Rastreio das origens das estirpes do vírus da raiva
O Laboratório de Nancy para a Raiva e a Vida Selvagem (LRFSN) da ANSES é o Laboratório de Referência da União Europeia (EURL) para a raiva. Graças à partilha de sequências virais e amostras entre os países afetados, foram realizadas análises genéticas detalhadas em toda a União Europeia.
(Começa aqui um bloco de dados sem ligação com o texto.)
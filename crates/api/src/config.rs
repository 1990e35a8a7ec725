/// Server configuration loaded from environment variables.
///
/// All fields have sensible defaults suitable for local development.
/// In production, override via environment variables.
#[derive(Debug, Clone)]
pub struct ServerConfig {
    /// Bind address (default: `0.0.0.0`).
    pub host: String,
    /// Bind port (default: `8080`).
    pub port: u16,
    /// Allowed CORS origins, parsed from comma-separated `CORS_ORIGINS` env var.
    pub cors_origins: Vec<String>,
    /// HTTP request timeout in seconds (default: `30`).
    pub request_timeout_secs: u64,
}

impl ServerConfig {
    /// Load configuration from environment variables with defaults.
    ///
    /// | Env Var                | Default                    |
    /// |------------------------|----------------------------|
    /// | `HOST`                 | `0.0.0.0`                  |
    /// | `PORT`                 | `8080`                     |
    /// | `CORS_ORIGINS`         | `http://localhost:5173`    |
    /// | `REQUEST_TIMEOUT_SECS` | `30`                       |
    pub fn from_env() -> Self {
        let host = std::env::var("HOST").unwrap_or_else(|_| "0.0.0.0".into());

        let port: u16 = std::env::var("PORT")
            .unwrap_or_else(|_| "8080".into())
            .parse()
            .expect("PORT must be a valid u16");

        let cors_origins: Vec<String> = std::env::var("CORS_ORIGINS")
            .unwrap_or_else(|_| "http://localhost:5173".into())
            .split(',')
            .map(|s| s.trim().to_string())
            .filter(|s| !s.is_empty())
            .collect();

        let request_timeout_secs: u64 = std::env::var("REQUEST_TIMEOUT_SECS")
            .unwrap_or_else(|_| "30".into())
            .parse()
            .expect("REQUEST_TIMEOUT_SECS must be a valid u64");

        Self {
            host,
            port,
            cors_origins,
            request_timeout_secs,
        }
    }
}
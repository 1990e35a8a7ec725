//! Fleet monitoring engine: device discovery, status polling, health
//! state derivation, and reconciliation into persistent storage.
//!
//! The object graph is wired explicitly at process start: a
//! [`DiscoveryOrchestrator`](discovery::DiscoveryOrchestrator) feeds a
//! [`MonitorService`](service::MonitorService), which polls devices
//! through the shared client pool and writes snapshots through
//! [`StatusSync`](sync::StatusSync). The
//! [`MonitorScheduler`](scheduler::MonitorScheduler) drives the two
//! periodic cycles.

pub mod config;
pub mod discovery;
pub mod scheduler;
pub mod service;
pub mod sync;
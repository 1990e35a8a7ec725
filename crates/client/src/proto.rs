//! Generated gRPC client code for the device status contract.
//!
//! Includes the Rust code generated from `proto/device_status.proto`,
//! providing `DeviceStatusServiceClient` and the request/reply types.

tonic::include_proto!("device");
Para além das amostras provenientes dos quatro países da UE afetados, a Agência recebeu também amostras da Ucrânia e da Moldávia. Ao reunir estes dados, os cientistas conseguiram acompanhar a circulação das estirpes do vírus. Este trabalho conduziu à deteção da variante do vírus da raiva do grupo C na Polónia e na Roménia em 2024. Esta variante do vírus da raiva, que não era detetada na UE há cerca de uma década, é normalmente encontrada no sul da Rússia, perto do Cazaquistão, e no leste da Turquia.
A saúde animal afetada pelo contexto geopolítico
A maioria dos casos de raiva detetados na UE situou-se, em média, num raio de 50 quilómetros das fronteiras com a Ucrânia e a Moldávia. «O ressurgimento da raiva na Europa ilustra o impacto dos conflitos armados na saúde e na vida selvagem», afirma Emmanuelle Robardet, diretora do EURL. «O vírus já circulava na Ucrânia antes da guerra, mas sabemos que o número de casos aumentou desde então. É provável que os esforços para monitorizar e controlar a doença tenham sido gravemente perturbados.
É também possível que a fauna selvagem tenha sido afetada pelo conflito, através da destruição de habitats e fontes de alimento, o que pode obrigar os animais a deslocarem-se para novas áreas e a propagarem o vírus consigo.
A vacinação das raposas é o meio de prevenção mais eficaz
A propagação do vírus parece agora estar sob controlo na Polónia, na Hungria e na Eslováquia, graças à vacinação das raposas vermelhas.
A Roménia, no entanto, suspendeu o seu programa de vacinação. «O vírus da raiva transmite-se principalmente através de mordidas e circula sobretudo entre a fauna selvagem, mas pode infetar qualquer mamífero, incluindo os seres humanos», explica Evelyne Picard-Meyer, gestora de projetos na área da virologia molecular do LRFSN. «Sem programas de vacinação, é provável que o vírus da raiva continue a propagar-se entre as raposas-vermelhas, aumentando o risco de infeção nos seres humanos».
Qualquer pessoa exposta a um animal infetado deve vacinar-se o mais rapidamente possível, uma vez que, nos seres humanos, a morte é inevitável assim que surgem os primeiros sinais clínicos.
Em 2025, um homem morreu de raiva na Roménia após ter sido mordido por um cão vadio. Esta foi a primeira morte humana por raiva transmitida por um animal terrestre na UE desde 2012.